Collected data entries
-=-=-

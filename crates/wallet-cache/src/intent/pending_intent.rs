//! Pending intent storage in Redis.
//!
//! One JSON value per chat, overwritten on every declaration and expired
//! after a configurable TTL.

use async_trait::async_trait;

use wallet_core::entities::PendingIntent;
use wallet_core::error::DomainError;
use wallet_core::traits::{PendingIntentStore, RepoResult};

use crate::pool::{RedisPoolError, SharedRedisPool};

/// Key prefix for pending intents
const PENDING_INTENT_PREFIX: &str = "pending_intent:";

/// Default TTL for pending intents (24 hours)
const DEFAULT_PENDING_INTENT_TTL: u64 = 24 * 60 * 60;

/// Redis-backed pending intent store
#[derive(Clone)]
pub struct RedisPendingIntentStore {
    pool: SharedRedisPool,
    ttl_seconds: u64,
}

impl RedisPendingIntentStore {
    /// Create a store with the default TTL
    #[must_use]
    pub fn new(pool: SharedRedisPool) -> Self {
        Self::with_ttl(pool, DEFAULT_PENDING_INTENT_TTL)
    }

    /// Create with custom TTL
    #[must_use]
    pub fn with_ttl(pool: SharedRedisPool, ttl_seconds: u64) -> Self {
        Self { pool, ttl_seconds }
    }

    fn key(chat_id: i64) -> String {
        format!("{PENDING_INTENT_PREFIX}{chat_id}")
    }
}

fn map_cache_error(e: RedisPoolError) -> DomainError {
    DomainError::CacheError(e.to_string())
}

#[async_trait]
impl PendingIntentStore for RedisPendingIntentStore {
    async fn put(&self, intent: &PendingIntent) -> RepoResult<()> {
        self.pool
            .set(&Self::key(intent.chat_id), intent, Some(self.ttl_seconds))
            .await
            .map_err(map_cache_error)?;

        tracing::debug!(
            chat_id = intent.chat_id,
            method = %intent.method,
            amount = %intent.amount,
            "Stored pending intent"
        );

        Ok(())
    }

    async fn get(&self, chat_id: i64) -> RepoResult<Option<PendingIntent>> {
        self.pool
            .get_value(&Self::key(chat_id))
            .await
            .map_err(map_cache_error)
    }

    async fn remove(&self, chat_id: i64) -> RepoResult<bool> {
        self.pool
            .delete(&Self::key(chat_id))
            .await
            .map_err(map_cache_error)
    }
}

-=-=-

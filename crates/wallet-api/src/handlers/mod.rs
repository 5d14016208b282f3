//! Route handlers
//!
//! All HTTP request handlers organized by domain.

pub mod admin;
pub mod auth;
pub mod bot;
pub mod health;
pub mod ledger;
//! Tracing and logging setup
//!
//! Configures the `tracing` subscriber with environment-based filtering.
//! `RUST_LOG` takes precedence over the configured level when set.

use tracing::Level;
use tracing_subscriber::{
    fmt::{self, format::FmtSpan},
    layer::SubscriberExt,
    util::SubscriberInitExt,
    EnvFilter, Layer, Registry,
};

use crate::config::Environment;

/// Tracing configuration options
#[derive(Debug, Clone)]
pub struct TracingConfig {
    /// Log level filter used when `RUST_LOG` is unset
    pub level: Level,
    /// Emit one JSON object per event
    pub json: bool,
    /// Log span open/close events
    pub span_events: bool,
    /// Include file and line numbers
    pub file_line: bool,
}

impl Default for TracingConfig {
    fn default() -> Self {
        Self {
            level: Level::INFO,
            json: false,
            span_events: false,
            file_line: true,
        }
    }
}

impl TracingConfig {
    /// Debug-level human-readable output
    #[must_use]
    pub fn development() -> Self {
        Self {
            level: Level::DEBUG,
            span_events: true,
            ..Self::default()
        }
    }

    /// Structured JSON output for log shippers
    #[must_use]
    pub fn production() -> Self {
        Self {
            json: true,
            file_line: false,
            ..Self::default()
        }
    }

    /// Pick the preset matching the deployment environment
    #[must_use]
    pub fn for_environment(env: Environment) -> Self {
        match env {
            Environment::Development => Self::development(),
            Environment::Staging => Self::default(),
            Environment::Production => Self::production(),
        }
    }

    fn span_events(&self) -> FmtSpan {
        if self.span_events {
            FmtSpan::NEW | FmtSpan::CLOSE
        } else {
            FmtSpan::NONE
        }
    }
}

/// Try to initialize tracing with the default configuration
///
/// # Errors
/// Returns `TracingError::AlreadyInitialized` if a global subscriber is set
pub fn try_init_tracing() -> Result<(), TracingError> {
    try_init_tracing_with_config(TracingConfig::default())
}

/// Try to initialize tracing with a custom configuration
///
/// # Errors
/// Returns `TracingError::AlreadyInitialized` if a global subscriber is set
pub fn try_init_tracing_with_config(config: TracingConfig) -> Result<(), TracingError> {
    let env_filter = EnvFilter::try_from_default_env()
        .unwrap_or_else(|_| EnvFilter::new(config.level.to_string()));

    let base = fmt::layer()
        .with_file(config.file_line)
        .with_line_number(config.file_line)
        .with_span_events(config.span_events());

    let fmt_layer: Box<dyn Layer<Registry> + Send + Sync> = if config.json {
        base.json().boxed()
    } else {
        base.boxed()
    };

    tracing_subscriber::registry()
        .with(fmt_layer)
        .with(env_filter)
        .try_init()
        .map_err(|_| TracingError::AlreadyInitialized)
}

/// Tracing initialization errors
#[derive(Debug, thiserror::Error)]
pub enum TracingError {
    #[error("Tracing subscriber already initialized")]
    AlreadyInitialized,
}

-=-=-

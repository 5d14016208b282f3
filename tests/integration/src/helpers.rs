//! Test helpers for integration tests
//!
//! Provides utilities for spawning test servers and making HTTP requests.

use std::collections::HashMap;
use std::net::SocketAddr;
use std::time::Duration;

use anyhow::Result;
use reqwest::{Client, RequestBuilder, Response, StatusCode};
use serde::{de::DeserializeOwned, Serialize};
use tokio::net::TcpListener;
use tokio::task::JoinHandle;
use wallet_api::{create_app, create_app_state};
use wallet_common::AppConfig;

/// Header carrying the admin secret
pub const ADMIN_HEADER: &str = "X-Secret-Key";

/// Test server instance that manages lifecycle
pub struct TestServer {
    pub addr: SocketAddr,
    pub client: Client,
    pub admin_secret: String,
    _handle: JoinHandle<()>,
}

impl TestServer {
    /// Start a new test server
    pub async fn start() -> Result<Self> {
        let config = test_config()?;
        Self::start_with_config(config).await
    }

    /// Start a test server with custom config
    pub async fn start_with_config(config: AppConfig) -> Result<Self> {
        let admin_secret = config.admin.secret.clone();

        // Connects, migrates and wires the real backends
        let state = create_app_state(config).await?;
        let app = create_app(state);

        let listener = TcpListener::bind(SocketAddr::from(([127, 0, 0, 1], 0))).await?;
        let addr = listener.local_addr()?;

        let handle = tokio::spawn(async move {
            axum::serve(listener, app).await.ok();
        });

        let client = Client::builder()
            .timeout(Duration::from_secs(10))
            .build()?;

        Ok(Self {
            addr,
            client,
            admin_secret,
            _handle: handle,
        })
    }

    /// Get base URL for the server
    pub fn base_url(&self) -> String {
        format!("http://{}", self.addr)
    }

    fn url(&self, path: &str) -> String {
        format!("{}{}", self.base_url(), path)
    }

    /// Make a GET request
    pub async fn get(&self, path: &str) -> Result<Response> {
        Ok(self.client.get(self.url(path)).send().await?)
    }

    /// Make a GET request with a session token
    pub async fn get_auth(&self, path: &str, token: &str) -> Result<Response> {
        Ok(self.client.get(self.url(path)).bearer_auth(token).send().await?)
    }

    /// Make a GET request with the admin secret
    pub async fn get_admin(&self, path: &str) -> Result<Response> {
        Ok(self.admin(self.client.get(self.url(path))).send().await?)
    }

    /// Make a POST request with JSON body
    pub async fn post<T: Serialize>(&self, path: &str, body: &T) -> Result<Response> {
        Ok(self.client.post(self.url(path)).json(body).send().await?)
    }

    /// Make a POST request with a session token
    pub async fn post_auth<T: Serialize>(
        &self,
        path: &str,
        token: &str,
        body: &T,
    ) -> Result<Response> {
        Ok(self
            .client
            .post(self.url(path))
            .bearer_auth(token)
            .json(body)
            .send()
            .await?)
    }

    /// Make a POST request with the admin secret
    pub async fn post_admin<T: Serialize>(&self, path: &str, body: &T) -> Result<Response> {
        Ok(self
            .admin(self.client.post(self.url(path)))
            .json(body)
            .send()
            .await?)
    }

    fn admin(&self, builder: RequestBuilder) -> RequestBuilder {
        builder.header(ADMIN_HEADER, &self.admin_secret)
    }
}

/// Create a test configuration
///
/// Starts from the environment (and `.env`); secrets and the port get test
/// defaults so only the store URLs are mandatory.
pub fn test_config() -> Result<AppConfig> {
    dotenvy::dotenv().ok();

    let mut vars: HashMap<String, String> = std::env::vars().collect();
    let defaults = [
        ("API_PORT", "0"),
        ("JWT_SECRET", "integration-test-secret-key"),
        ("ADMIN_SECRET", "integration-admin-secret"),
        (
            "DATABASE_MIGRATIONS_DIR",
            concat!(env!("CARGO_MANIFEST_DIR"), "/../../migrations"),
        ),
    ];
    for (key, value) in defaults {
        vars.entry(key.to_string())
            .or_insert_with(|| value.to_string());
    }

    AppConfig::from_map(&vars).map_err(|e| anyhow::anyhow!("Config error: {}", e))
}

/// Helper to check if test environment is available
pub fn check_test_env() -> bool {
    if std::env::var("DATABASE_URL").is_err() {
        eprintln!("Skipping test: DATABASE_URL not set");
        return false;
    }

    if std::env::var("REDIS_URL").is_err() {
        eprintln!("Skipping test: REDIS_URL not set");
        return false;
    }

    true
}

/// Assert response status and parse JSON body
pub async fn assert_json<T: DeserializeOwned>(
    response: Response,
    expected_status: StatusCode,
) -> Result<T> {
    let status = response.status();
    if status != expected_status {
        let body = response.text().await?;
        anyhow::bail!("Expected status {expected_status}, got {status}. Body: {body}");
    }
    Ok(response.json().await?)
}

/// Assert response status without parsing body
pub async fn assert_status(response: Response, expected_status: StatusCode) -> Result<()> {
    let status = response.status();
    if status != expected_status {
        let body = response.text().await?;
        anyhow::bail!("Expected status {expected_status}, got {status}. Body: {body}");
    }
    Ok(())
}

-=-=-

Task details: Above are the records. Copy every line in them holding "tokio".

Exercise answer:
use tokio::net::TcpListener;
use tokio::task::JoinHandle;
        let handle = tokio::spawn(async move {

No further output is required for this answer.